Unfortunately, it was also around this time that some situation I didn't really understand significantly at the time came about in the east which meant Turkey would send frequent whining emails to the Western powers about how we had to ~unite~ to ~stop Russia~. And then I was approached by Italy, who had this strange obsession with ~justice~ and was also kind of a sweet guy. I defended Russia mostly for having been the only person to really help me with a straight face at all in the whole game. The retreat to Munich was coordinated, however, and I reluctantly began to become an actor in Russia's defeat.

...and also around this time I seemed to have run out of chances. I had like two centers and, eventually, France and Russia saw what they needed in each other, however short-term they might need it, and came together against me. Kind of sad, really.

It was around this time that my constant exchange of information with Russia solidified into something of an actual alliance? I liked having him around, anyway, and had a general preference for a plan where he stuck around.

I also had positive experiences with Russian communication, despite him stabbing me at one point. He simply wrote to me the most, and had the most to offer me. Unfortunately, in your case, you got played, and Russia was merely using you for what he could before he simply ate you.
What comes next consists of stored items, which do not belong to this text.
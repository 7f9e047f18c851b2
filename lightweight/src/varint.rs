//! Variable-length integers, and the length prefixes built from them.
//!
//! Unsigned integers use LEB128: seven payload bits per byte, least significant group first, with the most significant bit of every byte but the last one set. Signed integers are zig-zag mapped onto unsigned integers first, so that numbers of small magnitude stay short regardless of their sign.
//!
//! ```
//! use lightweight::varint::*;
//!
//! assert_eq!(zigzag_encode(0), 0);
//! assert_eq!(zigzag_encode(-1), 1);
//! assert_eq!(zigzag_encode(1), 2);
//! assert_eq!(zigzag_decode(3), -2);
//! assert_eq!(len_of_unsigned(300), 2);
//! ```

use either::Either::*;
use ufotofu::{BulkConsumer, BulkProducer};

use crate::{DecodeError, EncodeError};

/// The maximal number of bytes of a varint holding a 64-bit integer.
pub const MAX_VARINT_LEN: usize = 10;

/// Maps signed integers onto unsigned integers such that `0, -1, 1, -2, 2, ...` become `0, 1, 2, 3, 4, ...`.
pub const fn zigzag_encode(n: i64) -> u64 {
    ((n << 1) ^ (n >> 63)) as u64
}

/// Inverse of [`zigzag_encode`].
pub const fn zigzag_decode(n: u64) -> i64 {
    ((n >> 1) as i64) ^ -((n & 1) as i64)
}

/// Returns the number of bytes in the varint encoding of `n`.
pub const fn len_of_unsigned(n: u64) -> usize {
    let mut len = 1;
    let mut rest = n >> 7;
    while rest != 0 {
        len += 1;
        rest >>= 7;
    }
    len
}

/// Returns the number of bytes in the zig-zag varint encoding of `n`.
pub const fn len_of_signed(n: i64) -> usize {
    len_of_unsigned(zigzag_encode(n))
}

/// Returns the number of bytes taken up by a length prefix for `len`.
pub fn len_of_len(len: usize) -> usize {
    len_of_signed(len as i64)
}

/// Produce exactly one byte, or return a [`DecodeError`].
pub async fn produce_byte<P>(producer: &mut P) -> Result<u8, DecodeError<P::Final, P::Error>>
where
    P: BulkProducer<Item = u8>,
{
    match producer.produce().await {
        Ok(Left(byte)) => Ok(byte),
        Ok(Right(fin)) => Err(DecodeError::UnexpectedEndOfInput(fin)),
        Err(err) => Err(DecodeError::Producer(err)),
    }
}

/// Writes `n` as an unsigned varint.
pub async fn encode_unsigned<C>(n: u64, consumer: &mut C) -> Result<(), EncodeError<C::Error>>
where
    C: BulkConsumer<Item = u8>,
{
    let mut raw = [0u8; MAX_VARINT_LEN];
    let mut len = 0;
    let mut rest = n;

    while rest >= 0x80 {
        raw[len] = (rest as u8) | 0x80;
        rest >>= 7;
        len += 1;
    }
    raw[len] = rest as u8;
    len += 1;

    consumer
        .bulk_consume_full_slice(&raw[..len])
        .await
        .map_err(|err| err.into_reason())?;

    Ok(())
}

/// Writes `n` as a zig-zag varint.
pub async fn encode_signed<C>(n: i64, consumer: &mut C) -> Result<(), EncodeError<C::Error>>
where
    C: BulkConsumer<Item = u8>,
{
    encode_unsigned(zigzag_encode(n), consumer).await
}

/// Reads an unsigned varint.
///
/// Non-minimal encodings are accepted. Errors with [`DecodeError::VarintOverflow`] if the varint does not end within [`MAX_VARINT_LEN`] bytes or if its value does not fit into 64 bits.
pub async fn decode_unsigned<P>(producer: &mut P) -> Result<u64, DecodeError<P::Final, P::Error>>
where
    P: BulkProducer<Item = u8>,
{
    let mut n: u64 = 0;
    let mut shift = 0;

    for i in 0..MAX_VARINT_LEN {
        let byte = produce_byte(producer).await?;

        if byte < 0x80 {
            if i == MAX_VARINT_LEN - 1 && byte > 1 {
                return Err(DecodeError::VarintOverflow);
            }
            return Ok(n | (byte as u64) << shift);
        }

        n |= ((byte & 0x7f) as u64) << shift;
        shift += 7;
    }

    Err(DecodeError::VarintOverflow)
}

/// Reads a zig-zag varint.
pub async fn decode_signed<P>(producer: &mut P) -> Result<i64, DecodeError<P::Final, P::Error>>
where
    P: BulkProducer<Item = u8>,
{
    Ok(zigzag_decode(decode_unsigned(producer).await?))
}

/// Writes a length or count prefix.
///
/// Lengths are signed varints on the wire, so the empty container encodes as the single byte `0x00` and a length of three as `0x06`.
pub async fn encode_len<C>(len: usize, consumer: &mut C) -> Result<(), EncodeError<C::Error>>
where
    C: BulkConsumer<Item = u8>,
{
    encode_signed(len as i64, consumer).await
}

/// Reads a length or count prefix.
pub async fn decode_len<P>(producer: &mut P) -> Result<usize, DecodeError<P::Final, P::Error>>
where
    P: BulkProducer<Item = u8>,
{
    let len = decode_signed(producer).await?;
    if len < 0 {
        return Err(DecodeError::NegativeLength(len));
    }

    Ok(usize::try_from(len as u64)?)
}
As a central power, allowing Russia to encroach was far too dangerous; everyone loves to chomp on a central power in the middle of the game.
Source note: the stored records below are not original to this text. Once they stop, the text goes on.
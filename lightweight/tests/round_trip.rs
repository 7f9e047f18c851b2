//! Property-based tests for encoding round-trips.

use std::collections::{BTreeMap, HashMap};

use proptest::prelude::*;

use lightweight::dynamic::{FieldShape, IntWidth, Shape, Shaped, Value};
use lightweight::*;

aggregate! {
    #[derive(Debug, Clone, PartialEq, Default)]
    pub struct Account {
        pub owner: String,
        pub balance: i64,
        pub flags: [bool; 3],
        pub(crate) session: u32,
        pub history: Vec<(u16, String)>,
        pin: u16,
    }
}

fn arb_account() -> impl Strategy<Value = Account> {
    (
        ".*",
        any::<i64>(),
        any::<[bool; 3]>(),
        any::<u32>(),
        prop::collection::vec((any::<u16>(), "[a-z]{0,8}"), 0..8),
        any::<u16>(),
    )
        .prop_map(|(owner, balance, flags, session, history, pin)| Account {
            owner,
            balance,
            flags,
            session,
            history,
            pin,
        })
}

/// Strategy for generating dynamic values together with the shape they decode as.
fn arb_shaped_value() -> impl Strategy<Value = (Shape, Value)> {
    let leaf = prop_oneof![
        any::<bool>().prop_map(|b| (Shape::Bool, Value::Bool(b))),
        any::<u64>().prop_map(|n| (Shape::Unsigned(IntWidth::SixtyFour), Value::Unsigned(n))),
        any::<i64>().prop_map(|n| (Shape::Signed(IntWidth::SixtyFour), Value::Signed(n))),
        any::<u8>().prop_map(|n| (Shape::Unsigned(IntWidth::Eight), Value::Unsigned(n as u64))),
        any::<i16>().prop_map(|n| (Shape::Signed(IntWidth::Sixteen), Value::Signed(n as i64))),
        // Filter out NaN since NaN != NaN
        any::<f64>()
            .prop_filter("not NaN", |f| !f.is_nan())
            .prop_map(|f| (Shape::F64, Value::F64(f))),
        ".*".prop_map(|s| (Shape::Text, Value::from(s))),
    ];

    leaf.prop_recursive(3, 64, 8, |inner| {
        prop_oneof![
            // Sequences of values sharing the shape of the first one.
            (inner.clone(), 0..6usize).prop_map(|((shape, value), len)| {
                (Shape::Seq(Box::new(shape)), Value::Seq(vec![value; len]))
            }),
            (inner.clone(), 0..4usize).prop_map(|((shape, value), len)| {
                (Shape::Array(Box::new(shape), len), Value::Seq(vec![value; len]))
            }),
            (inner.clone(), inner.clone()).prop_map(|((key_shape, key), (value_shape, value))| {
                (
                    Shape::Map(Box::new(key_shape), Box::new(value_shape)),
                    Value::Map(vec![(key, value)]),
                )
            }),
            prop::collection::vec(inner, 0..4).prop_map(|fields| {
                let (shapes, values): (Vec<_>, Vec<_>) = fields
                    .into_iter()
                    .enumerate()
                    .map(|(i, (shape, value))| {
                        let name = format!("f{}", i);
                        (
                            FieldShape::public(name.clone(), shape),
                            lightweight::dynamic::Field::public(name, value),
                        )
                    })
                    .unzip();
                (Shape::Aggregate(shapes), Value::Aggregate(values))
            }),
        ]
    })
}

proptest! {
    #[test]
    fn integer_roundtrip(a in any::<i64>(), b in any::<u64>(), c in any::<i8>(), d in any::<usize>()) {
        prop_assert_eq!(decode_from_slice::<i64>(&encode(&a).unwrap()), Ok(a));
        prop_assert_eq!(decode_from_slice::<u64>(&encode(&b).unwrap()), Ok(b));
        prop_assert_eq!(decode_from_slice::<i8>(&encode(&c).unwrap()), Ok(c));
        prop_assert_eq!(decode_from_slice::<usize>(&encode(&d).unwrap()), Ok(d));
    }

    #[test]
    fn integer_width_does_not_change_the_encoding(n in any::<i16>(), m in any::<u32>()) {
        prop_assert_eq!(encode(&n).unwrap(), encode(&(n as i64)).unwrap());
        prop_assert_eq!(encode(&m).unwrap(), encode(&(m as u64)).unwrap());
        prop_assert_eq!(decode_from_slice::<u64>(&encode(&m).unwrap()), Ok(m as u64));
    }

    #[test]
    fn narrowing_truncates(n in any::<u64>(), m in any::<i64>()) {
        prop_assert_eq!(decode_from_slice::<u16>(&encode(&n).unwrap()), Ok(n as u16));
        prop_assert_eq!(decode_from_slice::<i32>(&encode(&m).unwrap()), Ok(m as i32));
    }

    #[test]
    fn floats_are_bit_exact(a in any::<u64>(), b in any::<u32>()) {
        let a = f64::from_bits(a);
        let b = f32::from_bits(b);
        prop_assert_eq!(decode_from_slice::<f64>(&encode(&a).unwrap()).unwrap().to_bits(), a.to_bits());
        prop_assert_eq!(decode_from_slice::<f32>(&encode(&b).unwrap()).unwrap().to_bits(), b.to_bits());
    }

    #[test]
    fn text_roundtrip(s in ".*", raw in prop::collection::vec(any::<u8>(), 0..64)) {
        let enc = encode(&s).unwrap();
        prop_assert_eq!(enc.len(), s.len_of_encoding());
        prop_assert_eq!(decode_from_slice::<String>(&enc), Ok(s));

        let raw = RawText(raw);
        prop_assert_eq!(decode_from_slice::<RawText>(&encode(&raw).unwrap()), Ok(raw));
    }

    #[test]
    fn collection_roundtrip(
        items in prop::collection::vec(any::<i32>(), 0..100),
        map in prop::collection::hash_map(".*", any::<bool>(), 0..10),
        sorted in prop::collection::btree_map(any::<u8>(), prop::collection::vec(any::<i64>(), 0..4), 0..10),
    ) {
        prop_assert_eq!(decode_from_slice::<Vec<i32>>(&encode(&items).unwrap()), Ok(items));
        prop_assert_eq!(decode_from_slice::<HashMap<String, bool>>(&encode(&map).unwrap()), Ok(map));

        let enc = encode(&sorted).unwrap();
        prop_assert_eq!(enc.clone(), encode(&sorted.clone()).unwrap());
        prop_assert_eq!(decode_from_slice::<BTreeMap<u8, Vec<i64>>>(&enc), Ok(sorted));
    }

    #[test]
    fn aggregate_roundtrip(account in arb_account()) {
        let enc = encode(&account).unwrap();
        prop_assert_eq!(enc.len(), account.len_of_encoding());

        let mut decoded = Account { session: 77, pin: 4321, ..Account::default() };
        decode(&enc, &mut decoded).unwrap();
        prop_assert_eq!(
            decoded,
            Account { session: 77, pin: 4321, ..account.clone() }
        );
        prop_assert_eq!(
            decode_from_slice::<Account>(&enc),
            Ok(Account { session: 0, pin: 0, ..account.clone() })
        );

        let value = decode_value(&enc, &Account::shape()).unwrap();
        prop_assert_eq!(encode_value(&value).unwrap(), enc);
    }

    #[test]
    fn dynamic_roundtrip((shape, value) in arb_shaped_value()) {
        let enc = encode_value(&value).unwrap();
        prop_assert_eq!(decode_value(&enc, &shape), Ok(value));
    }

    #[test]
    fn truncated_input_is_an_unexpected_end(items in prop::collection::vec(".*", 1..8)) {
        let enc = encode(&items).unwrap();
        for cut in 0..enc.len() {
            prop_assert_eq!(
                decode_from_slice::<Vec<String>>(&enc[..cut]),
                Err(DecodeError::UnexpectedEndOfInput(()))
            );
        }
    }

    #[test]
    fn arbitrary_bytes_never_panic(bytes in prop::collection::vec(any::<u8>(), 0..64)) {
        let _ = decode_from_slice::<Vec<(String, i64)>>(&bytes);
        let _ = decode_from_slice::<HashMap<u32, [f32; 2]>>(&bytes);
        let _ = decode_from_slice::<Account>(&bytes);
    }
}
You have to watch out for bigger nations when you are in their expansion path. You have to asked yourself where they are going next. By working with him, you were basically gambling that he would attack me next, but that was a bad gamble to make, because Russia attacking me post-1904 could have easily landed him in a big mess. I made clear to him that if he attacked me again, I would turn around and team up with Italy on him.
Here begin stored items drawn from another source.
use std::cell::{Cell, Ref, RefCell};
use std::fmt::Debug;
use std::hash::Hash;
use std::rc::{Rc, Weak};

use fxhash::FxHashSet;

use crate::addr::Addr;
use crate::tracking::{Dependencies, Evaluation};
use crate::{Derived, Invalid, Observable, Stamped, State, Version};

/// Lazily evaluated derived value.
///
/// The function runs on the first read. Afterwards the cached value is
/// returned until one of the observables read during the last run
/// changes, and even then only the next read pays for the recomputation.
pub struct Computed<T>
where
	T: Hash + 'static,
{
	body: Rc<ComputedBody<T>>,
}

impl<T> Clone for Computed<T>
where
	T: Hash,
{
	fn clone(&self) -> Self {
		Self {
			body: self.body.clone(),
		}
	}
}

pub(crate) struct ComputedBody<T>
where
	T: Hash + 'static,
{
	value: RefCell<Option<Stamped<T>>>,
	inner: RefCell<ComputedInner<T>>,
	/// Invalidation that arrived while the function was running.
	pending: Cell<Option<Invalid>>,
}

struct ComputedInner<T>
where
	T: Hash + 'static,
{
	func: Box<dyn Fn(&Evaluation) -> T>,
	state: State,
	used_by: FxHashSet<Addr<Weak<dyn Derived>>>,
	dependencies: Dependencies,
	this: Weak<ComputedBody<T>>,
}

impl<T> Drop for ComputedInner<T>
where
	T: Hash + 'static,
{
	fn drop(&mut self) {
		let this = self.this.clone() as Weak<dyn Derived>;
		self.dependencies.release(&this);
	}
}

impl<T> Computed<T>
where
	T: Hash + 'static,
{
	pub fn new(func: Box<dyn Fn(&Evaluation) -> T>) -> Self {
		Computed {
			body: Rc::new_cyclic(|this| ComputedBody {
				value: RefCell::new(None),
				pending: Cell::new(None),
				inner: RefCell::new(ComputedInner {
					func,
					state: State::Invalid(Invalid::Definitely),
					used_by: FxHashSet::default(),
					dependencies: Dependencies::new(),
					this: this.clone(),
				}),
			}),
		}
	}

	/// Read without subscribing anybody.
	#[inline]
	pub fn get_once(&self) -> Ref<'_, T> {
		self.body.refresh();
		self.body.value()
	}

	/// Read on behalf of the computation evaluated by `cx`.
	#[inline]
	pub fn get<'a>(&'a self, cx: &'a impl AsRef<Evaluation>) -> Ref<'a, T> {
		self.body.get(cx.as_ref())
	}

	/// Untracked read that clones the value out.
	pub fn read(&self) -> T
	where
		T: Clone,
	{
		T::clone(&self.get_once())
	}

	/// `true` when the cached value is known to be current
	/// without checking any dependency.
	pub fn is_valid(&self) -> bool {
		self.body.inner.borrow().state == State::Valid
	}

	/// Whether `self` and `other` are handles to the same cell.
	pub fn ptr_eq(&self, other: &Computed<T>) -> bool {
		Rc::ptr_eq(&self.body, &other.body)
	}
}

impl<T> ComputedBody<T>
where
	T: Hash + 'static,
{
	fn value(&self) -> Ref<'_, T> {
		Ref::map(self.value.borrow(), |value| {
			&**value
				.as_ref()
				.expect("computed value is set by a successful refresh")
		})
	}

	fn get<'a>(&'a self, eval: &Evaluation) -> Ref<'a, T> {
		self.refresh();
		let mut inner = self.inner.borrow_mut();
		if let Some(this) = inner.this.upgrade() {
			eval.based_on(this, self.version());
		}
		inner.used_by.insert(Addr::new(eval.parent()));
		drop(inner);

		self.value()
	}

	/// Recompute the value if it might be stale.
	///
	/// A panic in the function leaves the cell invalid,
	/// so the next read runs it again.
	fn refresh(&self) {
		let Ok(mut inner) = self.inner.try_borrow_mut() else {
			panic!("computed value was read during its own evaluation");
		};

		if inner.state == State::Valid {
			return;
		}

		self.pending.set(None);
		let body = inner.this.clone();

		let is_valid = match inner.state {
			State::Invalid(Invalid::Maybe) => inner.dependencies.are_valid(),
			_ => false,
		};

		if is_valid {
			tracing::debug!("computed dependencies unchanged, keeping cached value");
			inner.state = State::Valid;
		} else {
			tracing::trace!(dependencies = inner.dependencies.len(), "evaluating computed");

			let this = body.clone() as Weak<dyn Derived>;
			let evaluation = Evaluation::new(this.clone());
			let value = (inner.func)(&evaluation);

			inner.dependencies.swap(evaluation.take(), &this);
			inner.state = State::Valid;
			*self.value.borrow_mut() = Some(Stamped::new(value));
		}
		drop(inner);

		// Something read during the refresh changed after it was read.
		if let Some(invalid) = self.pending.take() {
			if let Some(body) = body.upgrade() {
				body.invalidate(invalid);
			}
		}
	}
}

impl<T> Observable for ComputedBody<T>
where
	T: Hash + 'static,
{
	fn update(&self) -> Version {
		self.refresh();
		self.version()
	}

	fn version(&self) -> Version {
		self.value
			.borrow()
			.as_ref()
			.map_or(Version::UNSET, Stamped::version)
	}

	fn used_by(&self, derived: Weak<dyn Derived>) {
		self.inner.borrow_mut().used_by.insert(Addr::new(derived));
	}

	fn not_used_by(&self, derived: &Weak<dyn Derived>) {
		// Dependents are released when they drop, which may happen
		// in the middle of our own evaluation.
		if let Ok(mut inner) = self.inner.try_borrow_mut() {
			inner.used_by.remove(&Addr::new(derived.clone()));
		}
	}
}

impl<T> Derived for ComputedBody<T>
where
	T: Hash + 'static,
{
	fn invalidate(self: Rc<Self>, invalid: Invalid) {
		let Ok(mut inner) = self.inner.try_borrow_mut() else {
			tracing::trace!(?invalid, "computed invalidated during its own evaluation");
			let invalid = match self.pending.get() {
				Some(Invalid::Definitely) => Invalid::Definitely,
				_ => invalid,
			};
			self.pending.set(Some(invalid));
			return;
		};

		if inner.state != State::Valid {
			return;
		}

		tracing::trace!(?invalid, "invalidating computed");
		inner.state = State::Invalid(invalid);
		let dependents: Vec<_> = inner
			.used_by
			.iter()
			.filter_map(|derived| derived.upgrade())
			.collect();
		drop(inner);

		for derived in dependents {
			derived.invalidate(Invalid::Maybe);
		}
	}
}

impl<T> Hash for Computed<T>
where
	T: Hash + 'static,
{
	fn hash<H: std::hash::Hasher>(&self, state: &mut H) {
		self.body.update().hash(state)
	}
}

impl<T> Debug for Computed<T>
where
	T: Hash + Debug + 'static,
{
	fn fmt(&self, f: &mut std::fmt::Formatter<'_>) -> std::fmt::Result {
		f.debug_struct("Computed")
			.field("valid", &self.is_valid())
			.field("value", &self.body.value.borrow().as_ref())
			.finish()
	}
}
Unfortunately, it was also around this time that some situation I didn't really understand significantly at the time came about in the east which meant Turkey would send frequent whining emails to the Western powers about how we had to ~unite~ to ~stop Russia~.

See my EoG to explain the situation in the East. Basically, Russia stabbed me with Italy in Spring 1903, then turned around and stabbed Italy in the Fall.

Initially, I was making a lot of noise about Russia out of a self-serving motive in the Spring, but even after Russia started working with me, I continued to make noise.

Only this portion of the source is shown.